Pierrot l'Idiot 3/3
Dès lors, rassuré par l'interrogatoire, Pierrot cessa de s'intéresser à Jacques.
L'instituteur restait sur sa faim.
Il se rapprocha du docteur, dont il sentait les bonnes dispositions et qu'il n'avait jamais vu à l'église -ce qui à ses yeux était plutôt bon signe. Il l'invita à boire un ballon, deux ou trois fois, et finit par se décider à parler de ce qui le chatouillait :
« Qui est Margot ? les gens disent beaucoup de mal, à son sujet mais vous, vous laissez votre fils l'accompagner partout… Ils prétendent d'ailleurs qu'il est le père… Rassurez-vous je n'en crois rien, mais qui donc est le père ?
—Oh ! Les gens ! Ils parlent, ils parlent et quand ils savent rien, ils inventent. Cette gosse a que des qualités. Elle a pas eu la vie facile, son père était une brute… Pour l'enfant qu'elle va avoir, ch'peux rien dire, faudra lui d'mander, mais c'est pas mon fils Le Pierrot s'intéresse qu'aux anges et son corps est resté celui d'un enfant comme s'il ne voulait pas se développer autrement ! Vous êtes bien curieux ! Et habile à faire parler ! C'est-y qu'elle vous plairait la Belle Margot ? »
Démasqué, l'instituteur rougit violemment sous le regard amusé du docteur :
« C'est un bel oiseau Margot, mais sauvage, elle en a trop vu. Et le Pierrot la rassure, il l'aime beaucoup mais ne la convoite pas. »
La mère Minoche développait une obsession, elle surveillait Margot en permanence, l'absence de son petit roi avait dérangé son esprit. Comme elle était rouée, personne n'avait remarqué son manège.
Elle entrait dans un monde sans rimes ni raison. Elle se négligeait, maigrissait et son potager ressemblait à une jungle folle. Son ménage n'était pas mieux tenu.
Le docteur accepta de la recevoir, il se découvrit une certaine pitié à son égard. Elle lui dit ses maux de tête et sa grande difficulté à dormir. Le docteur lui proposa de lui administrer une petite dose de pavot somnifère, mais que du fait de la dangerosité de la substance, il ne lui en donnerait qu'un peu chaque jour, sur une très courte période.
Elle accepta. Elle avait besoin de dormir et de réfléchir.

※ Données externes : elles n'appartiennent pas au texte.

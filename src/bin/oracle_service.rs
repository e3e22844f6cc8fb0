use std::process::ExitCode;
use sunburst_devtools::{logging, mock};

#[tokio::main]
async fn main() -> ExitCode {
    logging::init();

    let result = match mock::bind(mock::MOCK_PORT).await {
        Ok(listener) => mock::serve(listener).await,
        Err(err) => Err(err),
    };

    if let Err(err) = result {
        tracing::error!("{err}");
        return ExitCode::FAILURE;
    }
    ExitCode::SUCCESS
}
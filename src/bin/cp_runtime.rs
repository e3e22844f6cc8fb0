use std::process::ExitCode;
use sunburst_devtools::{DESTINATION_SPEC_PATH, SOURCE_SPEC_PATH, copy_runtime_code, logging};

fn main() -> ExitCode {
    logging::init();

    match copy_runtime_code(SOURCE_SPEC_PATH, DESTINATION_SPEC_PATH) {
        Ok(()) => {
            tracing::info!(
                "Copied runtime code from {SOURCE_SPEC_PATH} into {DESTINATION_SPEC_PATH}"
            );
            ExitCode::SUCCESS
        }
        Err(err) => {
            tracing::error!("{err}");
            ExitCode::FAILURE
        }
    }
}
use tracing_subscriber::EnvFilter;

/// Installs a stdout subscriber filtered by `RUST_LOG`, `info` when unset.
///
/// Does nothing if a global subscriber is already set.
pub fn init() {
    let filter = EnvFilter::try_from_default_env().unwrap_or_else(|_| EnvFilter::new("info"));

    let _ = tracing_subscriber::fmt()
        .with_env_filter(filter)
        .with_target(false)
        .try_init();
}
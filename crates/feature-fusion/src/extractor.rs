//! Sliding-window Feature Assembly

use crate::fusion::{CorrelationTerms, FusionRule};
use crate::FusionError;
use metrics::counter;
use ndarray::{Array2, ArrayView2};
use signal_window::{SignalMatrix, WindowPairs, WindowParams};
use spectral_moments::{Moment, MOMENT_COUNT};
use tracing::{debug, trace, warn};

/// Column labels of the feature matrix, moment-major
pub fn feature_names(n_signals: usize) -> Vec<String> {
    Moment::ALL
        .iter()
        .flat_map(|moment| (0..n_signals).map(move |c| format!("{}_ch{}", moment.as_str(), c)))
        .collect()
}

/// Fused time-domain descriptor extractor
#[derive(Debug, Clone)]
pub struct FusedFeatureExtractor {
    /// Window geometry
    params: WindowParams,
    /// Lagged/current combination
    rule: FusionRule,
}

impl FusedFeatureExtractor {
    /// Create an extractor using the difference rule
    pub fn new(params: WindowParams) -> Self {
        Self {
            params,
            rule: FusionRule::default(),
        }
    }

    /// Select the fusion rule
    pub fn with_rule(mut self, rule: FusionRule) -> Self {
        self.rule = rule;
        self
    }

    pub fn params(&self) -> &WindowParams {
        &self.params
    }

    pub fn rule(&self) -> FusionRule {
        self.rule
    }

    /// Extract features from a signal matrix
    pub fn extract(&self, signal: &SignalMatrix) -> Result<Array2<f64>, FusionError> {
        self.extract_view(signal.view())
    }

    /// Extract features from a `(samples, channels)` view
    pub fn extract_view(&self, x: ArrayView2<'_, f64>) -> Result<Array2<f64>, FusionError> {
        let pairs = WindowPairs::new(x, &self.params)?;
        let rows = pairs.len();
        let cols = x.ncols() * MOMENT_COUNT;

        debug!(
            "Extracting fused features: datasize={}, channels={}, windows={}, rule={:?}",
            x.nrows(),
            x.ncols(),
            rows,
            self.rule
        );

        let mut feat = Array2::zeros((rows, cols));
        for pair in pairs {
            trace!(index = pair.index, start = pair.start, "fusing window");

            let lagged = CorrelationTerms::compute(pair.lagged)?;
            let current = CorrelationTerms::compute(pair.current)?;
            feat.row_mut(pair.index)
                .assign(&self.rule.fuse(&lagged, &current));
        }

        counter!("ftdd_windows_processed_total").increment(rows as u64);

        let non_finite = feat.iter().filter(|v| !v.is_finite()).count();
        if non_finite > 0 {
            warn!("{} of {} fused features are not finite", non_finite, feat.len());
            counter!("ftdd_non_finite_features_total").increment(non_finite as u64);
        }

        Ok(feat)
    }
}

#[cfg(test)]
mod tests {
    use super::*;
    use crate::{extract_fused_features, extract_fused_features_1d, WindowError};
    use ndarray::{s, Array1};
    use proptest::prelude::*;
    use std::f64::consts::PI;

    fn two_tone(samples: usize) -> Array2<f64> {
        Array2::from_shape_fn((samples, 2), |(i, c)| {
            let freq = if c == 0 { 0.05 } else { 0.17 };
            (2.0 * PI * freq * i as f64).sin() * (1.0 + 0.3 * c as f64)
        })
    }

    #[test]
    fn test_two_channel_scenario() {
        let x = two_tone(20);
        let feat = extract_fused_features(x.view(), 2, 10, 2).unwrap();

        assert_eq!(feat.dim(), (4, 12));
        assert!(feat.iter().all(|v| v.is_finite()));
        // m0 slots are the first n_signals columns
        assert!(feat.slice(s![.., 0..2]).iter().all(|v| v.is_finite()));
    }

    #[test]
    fn test_rows_match_direct_computation() {
        let x = two_tone(20);
        let feat = extract_fused_features(x.view(), 2, 10, 2).unwrap();

        for i in 0..4 {
            let st = (i + 2) * 2;
            let lagged = CorrelationTerms::compute(x.slice(s![st - 4..st + 6, ..])).unwrap();
            let current = CorrelationTerms::compute(x.slice(s![st..st + 10, ..])).unwrap();
            let expected = FusionRule::Difference.fuse(&lagged, &current);
            assert_eq!(feat.row(i), expected);
        }
    }

    #[test]
    fn test_difference_vs_ratio_rule() {
        let x = two_tone(60);
        let params = WindowParams::new(3, 12, 4);
        let diff = FusedFeatureExtractor::new(params).extract_view(x.view()).unwrap();
        let ratio = FusedFeatureExtractor::new(params)
            .with_rule(FusionRule::Ratio)
            .extract_view(x.view())
            .unwrap();

        assert_eq!(diff.dim(), ratio.dim());
        // (num - den) = -(ebp + efp)^2, so the product is never negative
        assert!(diff.iter().all(|v| *v >= 0.0));
        assert!(ratio.iter().all(|v| v.abs() <= 1.0 + 1e-12));
        // The two rules are distinct features, not a rescaling of each other
        assert!(diff.iter().zip(ratio.iter()).any(|(d, r)| (d - r).abs() > 1e-6));
    }

    #[test]
    fn test_deterministic() {
        let x = two_tone(40);
        let a = extract_fused_features(x.view(), 2, 8, 3).unwrap();
        let b = extract_fused_features(x.view(), 2, 8, 3).unwrap();
        assert!(a.iter().zip(b.iter()).all(|(p, q)| p.to_bits() == q.to_bits()));
    }

    #[test]
    fn test_single_channel_input() {
        let x: Array1<f64> = (0..30).map(|i| (i as f64 * 0.4).sin()).collect();
        let feat = extract_fused_features_1d(x.view(), 1, 10, 5).unwrap();
        assert_eq!(feat.dim(), (4, 6));

        let signal = SignalMatrix::from_single_channel(x);
        let via_matrix = FusedFeatureExtractor::new(WindowParams::new(1, 10, 5))
            .extract(&signal)
            .unwrap();
        assert_eq!(feat, via_matrix);
    }

    #[test]
    fn test_more_channels_than_window_samples() {
        let x = Array2::from_shape_fn((40, 8), |(i, c)| ((i * (c + 1)) as f64 * 0.3).sin());
        let feat = extract_fused_features(x.view(), 1, 4, 4).unwrap();
        assert_eq!(feat.dim(), (9, 48));
    }

    #[test]
    fn test_constant_channel_propagates_nan() {
        let mut x = two_tone(20);
        x.column_mut(1).fill(0.75);
        let feat = extract_fused_features(x.view(), 2, 10, 2).unwrap();
        // irf slot of channel 1 is 0/0
        let irf_col = Moment::IrregularityFactor as usize * 2 + 1;
        assert!(feat.column(irf_col).iter().all(|v| v.is_nan()));
        assert!(feat.column(0).iter().all(|v| v.is_finite()));
    }

    #[test]
    fn test_invalid_parameters() {
        let x = two_tone(20);
        assert!(matches!(
            extract_fused_features(x.view(), 6, 10, 2),
            Err(FusionError::Window(WindowError::InvalidDimension(_)))
        ));
        assert!(matches!(
            extract_fused_features(x.view(), 1, 25, 2),
            Err(FusionError::Window(WindowError::InvalidDimension(_)))
        ));
        assert!(matches!(
            extract_fused_features(x.view(), 1, 2, 1),
            Err(FusionError::Window(WindowError::DegenerateWindow { .. }))
        ));
        assert!(matches!(
            extract_fused_features(x.view(), 1, 10, 0),
            Err(FusionError::Window(WindowError::InvalidParameter { .. }))
        ));
    }

    #[test]
    fn test_feature_names() {
        let names = feature_names(2);
        assert_eq!(names.len(), 12);
        assert_eq!(names[0], "m0_ch0");
        assert_eq!(names[1], "m0_ch1");
        assert_eq!(names[2], "m0_m2_ch0");
        assert_eq!(names[11], "wlr_ch1");
    }

    proptest! {
        #[test]
        fn prop_output_shape(
            datasize in 12usize..120,
            n_signals in 1usize..4,
            winsize in 3usize..12,
            wininc in 1usize..5,
            steps in 1usize..4,
        ) {
            let numwin = (datasize - winsize) / wininc + 1;
            prop_assume!(numwin > steps);

            let x = Array2::from_shape_fn((datasize, n_signals), |(i, c)| {
                (i as f64 * 0.37 + c as f64).sin()
            });
            let feat = extract_fused_features(x.view(), steps, winsize, wininc).unwrap();
            prop_assert_eq!(feat.dim(), (numwin - steps, n_signals * MOMENT_COUNT));
        }
    }
}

Elle avait remarqué qu'elle n'était pas la seule qui suivait la garce dans ses moindres faits et gestes, ce bêta d'instituteur était envoûté, comme les autres avant lui, quand ils ne connaissaient pas encore le vrai visage de cette traînée.
L'instituteur était amoureux.
Il désirait se rapprocher de cette jeune femme qui le touchait tant. Il lui proposa des activités anodines en veillant à toujours inviter son garde du corps.
La première fois elle accepta pour Pierrot, il s'agissait de ramasser des châtaignes pour en faire la surprise aux élèves. Ils étudieraient le fruit en classe et consommeraient les châtaignes cuites sur le poêle de l'école Ils n'auraient pas loin à aller pour la glane, le bois nord était tout près.
Pierrot était bien content de la distraction, il adorait la forêt.
Margot se détendit rapidement, c'était agréable de découvrir un autre esprit, d'entendre parler de la ville et de voir Pierrot heureux comme le gamin qu'il ne cessait pas d'être.
La deuxième fois elle accepta pour eux deux, l'instituteur avait besoin d'aide, il voulait bricoler quelques surprises pour les enfants à l'approche de Noël. Depuis un mois du fait de son état, Margot avait été remplacée à l'église par une adolescente, il était convenu qu'elle reprendrait ses fonctions dès que son état le permettrait. Les gens avaient finalement patienté.
La mère Minoche, elle, s'étouffait de rage. La joie de Margot la blessait aussi sûrement que le feraient les dents d'un loup. Elle n'y tint plus.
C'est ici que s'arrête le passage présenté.